Data items:
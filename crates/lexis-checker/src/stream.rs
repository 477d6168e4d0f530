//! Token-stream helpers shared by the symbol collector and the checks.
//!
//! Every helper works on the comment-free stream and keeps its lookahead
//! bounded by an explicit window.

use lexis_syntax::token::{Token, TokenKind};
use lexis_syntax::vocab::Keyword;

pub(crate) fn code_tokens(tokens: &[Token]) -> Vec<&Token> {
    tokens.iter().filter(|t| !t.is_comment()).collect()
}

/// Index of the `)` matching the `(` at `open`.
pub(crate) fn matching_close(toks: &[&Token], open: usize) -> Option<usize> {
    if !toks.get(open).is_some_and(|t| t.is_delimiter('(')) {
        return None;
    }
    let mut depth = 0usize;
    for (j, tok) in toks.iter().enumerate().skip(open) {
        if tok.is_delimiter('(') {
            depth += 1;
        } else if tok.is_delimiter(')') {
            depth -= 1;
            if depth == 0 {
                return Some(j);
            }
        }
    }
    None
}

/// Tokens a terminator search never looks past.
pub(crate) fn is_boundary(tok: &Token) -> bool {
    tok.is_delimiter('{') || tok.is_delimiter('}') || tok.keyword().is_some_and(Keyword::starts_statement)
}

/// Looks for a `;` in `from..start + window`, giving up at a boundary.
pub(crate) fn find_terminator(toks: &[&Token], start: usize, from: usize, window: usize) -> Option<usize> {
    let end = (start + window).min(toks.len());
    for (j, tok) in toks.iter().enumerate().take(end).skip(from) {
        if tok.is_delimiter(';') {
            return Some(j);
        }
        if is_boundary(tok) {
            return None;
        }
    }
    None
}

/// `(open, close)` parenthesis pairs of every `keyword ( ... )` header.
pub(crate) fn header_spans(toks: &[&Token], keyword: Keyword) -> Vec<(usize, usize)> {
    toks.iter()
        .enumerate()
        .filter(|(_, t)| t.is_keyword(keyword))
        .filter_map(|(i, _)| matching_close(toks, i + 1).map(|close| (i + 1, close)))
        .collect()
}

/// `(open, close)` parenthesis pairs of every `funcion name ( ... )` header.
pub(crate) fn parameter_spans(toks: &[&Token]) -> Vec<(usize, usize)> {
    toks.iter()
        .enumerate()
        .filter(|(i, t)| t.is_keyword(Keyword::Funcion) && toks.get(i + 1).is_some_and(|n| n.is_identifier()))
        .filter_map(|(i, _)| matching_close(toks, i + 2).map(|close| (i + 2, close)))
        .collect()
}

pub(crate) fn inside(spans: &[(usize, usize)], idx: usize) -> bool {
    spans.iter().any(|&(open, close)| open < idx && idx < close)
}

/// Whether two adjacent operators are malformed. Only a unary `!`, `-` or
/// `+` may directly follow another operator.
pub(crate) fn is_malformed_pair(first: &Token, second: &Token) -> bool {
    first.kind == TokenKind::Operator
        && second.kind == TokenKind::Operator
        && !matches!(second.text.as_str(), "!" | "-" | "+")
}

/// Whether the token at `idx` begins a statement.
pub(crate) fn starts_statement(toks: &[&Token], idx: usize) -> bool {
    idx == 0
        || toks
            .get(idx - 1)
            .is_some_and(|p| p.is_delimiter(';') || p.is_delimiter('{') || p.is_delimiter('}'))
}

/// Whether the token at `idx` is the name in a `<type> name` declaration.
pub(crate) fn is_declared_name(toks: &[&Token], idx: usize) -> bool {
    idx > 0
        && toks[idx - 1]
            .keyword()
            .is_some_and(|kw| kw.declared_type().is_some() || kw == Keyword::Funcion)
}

* * *

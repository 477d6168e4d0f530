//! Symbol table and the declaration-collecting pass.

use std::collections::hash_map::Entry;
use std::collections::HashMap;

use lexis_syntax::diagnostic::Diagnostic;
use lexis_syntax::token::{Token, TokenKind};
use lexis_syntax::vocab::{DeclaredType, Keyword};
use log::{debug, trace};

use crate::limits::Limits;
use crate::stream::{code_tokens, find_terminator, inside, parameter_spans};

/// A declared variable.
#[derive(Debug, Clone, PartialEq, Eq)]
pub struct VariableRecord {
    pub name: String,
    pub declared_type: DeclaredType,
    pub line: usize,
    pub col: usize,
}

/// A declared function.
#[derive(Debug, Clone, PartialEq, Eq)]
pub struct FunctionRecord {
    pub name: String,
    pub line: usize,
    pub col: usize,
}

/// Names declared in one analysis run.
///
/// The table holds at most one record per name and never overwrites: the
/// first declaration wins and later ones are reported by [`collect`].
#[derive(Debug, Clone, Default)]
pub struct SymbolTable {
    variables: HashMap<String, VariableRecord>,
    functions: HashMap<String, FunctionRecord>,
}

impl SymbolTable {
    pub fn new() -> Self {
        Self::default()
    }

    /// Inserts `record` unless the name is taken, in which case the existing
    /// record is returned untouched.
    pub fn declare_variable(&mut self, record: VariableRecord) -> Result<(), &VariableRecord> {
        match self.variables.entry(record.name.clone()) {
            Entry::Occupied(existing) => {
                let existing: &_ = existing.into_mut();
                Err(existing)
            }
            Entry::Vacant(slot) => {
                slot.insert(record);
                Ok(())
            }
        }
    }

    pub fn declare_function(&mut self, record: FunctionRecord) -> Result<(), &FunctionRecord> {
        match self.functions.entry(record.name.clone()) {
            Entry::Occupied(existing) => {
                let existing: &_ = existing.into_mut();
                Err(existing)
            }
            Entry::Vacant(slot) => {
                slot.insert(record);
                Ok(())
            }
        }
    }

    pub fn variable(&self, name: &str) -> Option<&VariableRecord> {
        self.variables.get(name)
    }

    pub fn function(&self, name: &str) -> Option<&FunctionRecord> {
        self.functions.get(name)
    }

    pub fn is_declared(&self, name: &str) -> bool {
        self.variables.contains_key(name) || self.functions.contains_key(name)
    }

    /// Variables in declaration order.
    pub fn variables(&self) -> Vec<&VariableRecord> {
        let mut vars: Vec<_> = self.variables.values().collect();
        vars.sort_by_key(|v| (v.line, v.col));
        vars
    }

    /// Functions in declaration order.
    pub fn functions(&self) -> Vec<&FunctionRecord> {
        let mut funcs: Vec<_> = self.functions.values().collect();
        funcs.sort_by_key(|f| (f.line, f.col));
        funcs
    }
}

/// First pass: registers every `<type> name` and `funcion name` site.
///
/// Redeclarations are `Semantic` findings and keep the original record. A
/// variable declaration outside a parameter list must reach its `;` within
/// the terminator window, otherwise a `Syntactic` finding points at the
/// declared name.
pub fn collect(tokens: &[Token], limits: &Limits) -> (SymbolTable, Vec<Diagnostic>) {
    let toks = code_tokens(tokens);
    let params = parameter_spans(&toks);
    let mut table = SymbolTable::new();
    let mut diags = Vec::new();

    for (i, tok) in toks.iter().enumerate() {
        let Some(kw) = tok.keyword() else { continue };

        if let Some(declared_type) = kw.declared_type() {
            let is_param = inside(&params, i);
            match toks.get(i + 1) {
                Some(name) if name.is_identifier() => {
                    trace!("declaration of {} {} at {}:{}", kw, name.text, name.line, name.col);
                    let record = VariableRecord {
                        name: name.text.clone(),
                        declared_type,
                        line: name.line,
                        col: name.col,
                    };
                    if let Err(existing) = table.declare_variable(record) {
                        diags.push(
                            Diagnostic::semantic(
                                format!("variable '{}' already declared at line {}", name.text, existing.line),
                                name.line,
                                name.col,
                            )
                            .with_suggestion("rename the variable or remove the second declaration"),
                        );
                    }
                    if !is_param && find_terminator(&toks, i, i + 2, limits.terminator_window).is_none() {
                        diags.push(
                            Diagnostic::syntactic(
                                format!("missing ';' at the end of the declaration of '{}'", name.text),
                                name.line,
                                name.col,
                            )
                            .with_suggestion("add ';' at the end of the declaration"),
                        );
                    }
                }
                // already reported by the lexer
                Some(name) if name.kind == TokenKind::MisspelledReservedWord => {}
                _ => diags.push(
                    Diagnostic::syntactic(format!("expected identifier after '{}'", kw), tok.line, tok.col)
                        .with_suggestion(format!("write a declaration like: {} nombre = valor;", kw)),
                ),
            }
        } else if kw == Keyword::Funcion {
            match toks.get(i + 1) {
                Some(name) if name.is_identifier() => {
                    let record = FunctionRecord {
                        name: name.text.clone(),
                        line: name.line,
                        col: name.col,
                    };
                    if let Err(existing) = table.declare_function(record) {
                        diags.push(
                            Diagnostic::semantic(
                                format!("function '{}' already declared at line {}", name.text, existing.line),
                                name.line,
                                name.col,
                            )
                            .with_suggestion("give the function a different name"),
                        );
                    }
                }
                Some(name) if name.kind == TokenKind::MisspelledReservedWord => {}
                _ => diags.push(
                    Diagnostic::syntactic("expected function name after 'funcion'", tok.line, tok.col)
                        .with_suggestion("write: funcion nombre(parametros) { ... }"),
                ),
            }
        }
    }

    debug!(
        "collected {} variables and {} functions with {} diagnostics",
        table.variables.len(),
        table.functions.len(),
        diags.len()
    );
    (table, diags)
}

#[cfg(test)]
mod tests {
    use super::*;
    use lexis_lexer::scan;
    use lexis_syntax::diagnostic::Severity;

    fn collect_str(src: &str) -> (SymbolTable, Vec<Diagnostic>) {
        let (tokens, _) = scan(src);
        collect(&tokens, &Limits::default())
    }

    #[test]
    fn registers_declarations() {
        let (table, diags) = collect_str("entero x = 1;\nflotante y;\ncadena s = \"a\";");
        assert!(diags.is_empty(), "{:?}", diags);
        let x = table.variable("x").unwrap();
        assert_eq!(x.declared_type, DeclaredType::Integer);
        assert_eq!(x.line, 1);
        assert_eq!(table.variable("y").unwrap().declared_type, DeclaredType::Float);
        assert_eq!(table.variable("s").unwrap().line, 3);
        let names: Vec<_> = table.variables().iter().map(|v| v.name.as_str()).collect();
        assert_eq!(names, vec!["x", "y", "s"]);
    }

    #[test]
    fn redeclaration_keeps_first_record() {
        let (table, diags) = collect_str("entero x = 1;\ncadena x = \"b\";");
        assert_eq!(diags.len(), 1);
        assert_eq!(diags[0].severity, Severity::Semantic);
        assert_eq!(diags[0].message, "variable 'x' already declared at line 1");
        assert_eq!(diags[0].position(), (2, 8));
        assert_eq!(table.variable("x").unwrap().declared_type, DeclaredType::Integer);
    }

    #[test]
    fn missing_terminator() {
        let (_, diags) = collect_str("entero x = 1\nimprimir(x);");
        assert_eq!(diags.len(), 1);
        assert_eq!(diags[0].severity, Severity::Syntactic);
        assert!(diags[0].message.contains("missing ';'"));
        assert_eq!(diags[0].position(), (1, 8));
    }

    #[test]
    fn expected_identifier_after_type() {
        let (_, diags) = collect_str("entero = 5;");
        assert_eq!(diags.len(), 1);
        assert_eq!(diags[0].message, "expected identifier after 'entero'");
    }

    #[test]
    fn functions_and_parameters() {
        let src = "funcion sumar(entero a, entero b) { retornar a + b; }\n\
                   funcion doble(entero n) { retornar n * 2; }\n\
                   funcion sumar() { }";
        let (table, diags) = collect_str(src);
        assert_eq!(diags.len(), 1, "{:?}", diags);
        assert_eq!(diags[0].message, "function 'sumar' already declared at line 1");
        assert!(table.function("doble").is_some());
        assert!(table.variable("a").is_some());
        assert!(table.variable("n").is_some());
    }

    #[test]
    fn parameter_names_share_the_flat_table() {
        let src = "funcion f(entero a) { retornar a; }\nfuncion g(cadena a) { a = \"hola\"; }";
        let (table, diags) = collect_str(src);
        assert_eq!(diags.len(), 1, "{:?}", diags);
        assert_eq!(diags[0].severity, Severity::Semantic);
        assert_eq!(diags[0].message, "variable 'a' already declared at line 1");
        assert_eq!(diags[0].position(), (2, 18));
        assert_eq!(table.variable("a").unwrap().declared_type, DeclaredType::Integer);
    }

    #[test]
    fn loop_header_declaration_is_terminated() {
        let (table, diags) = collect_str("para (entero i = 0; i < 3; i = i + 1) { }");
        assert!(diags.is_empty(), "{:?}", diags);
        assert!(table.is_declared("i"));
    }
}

### What you will do
When a line in the entries above contains "never", count it; please answer with the number only.

### Output of the task
2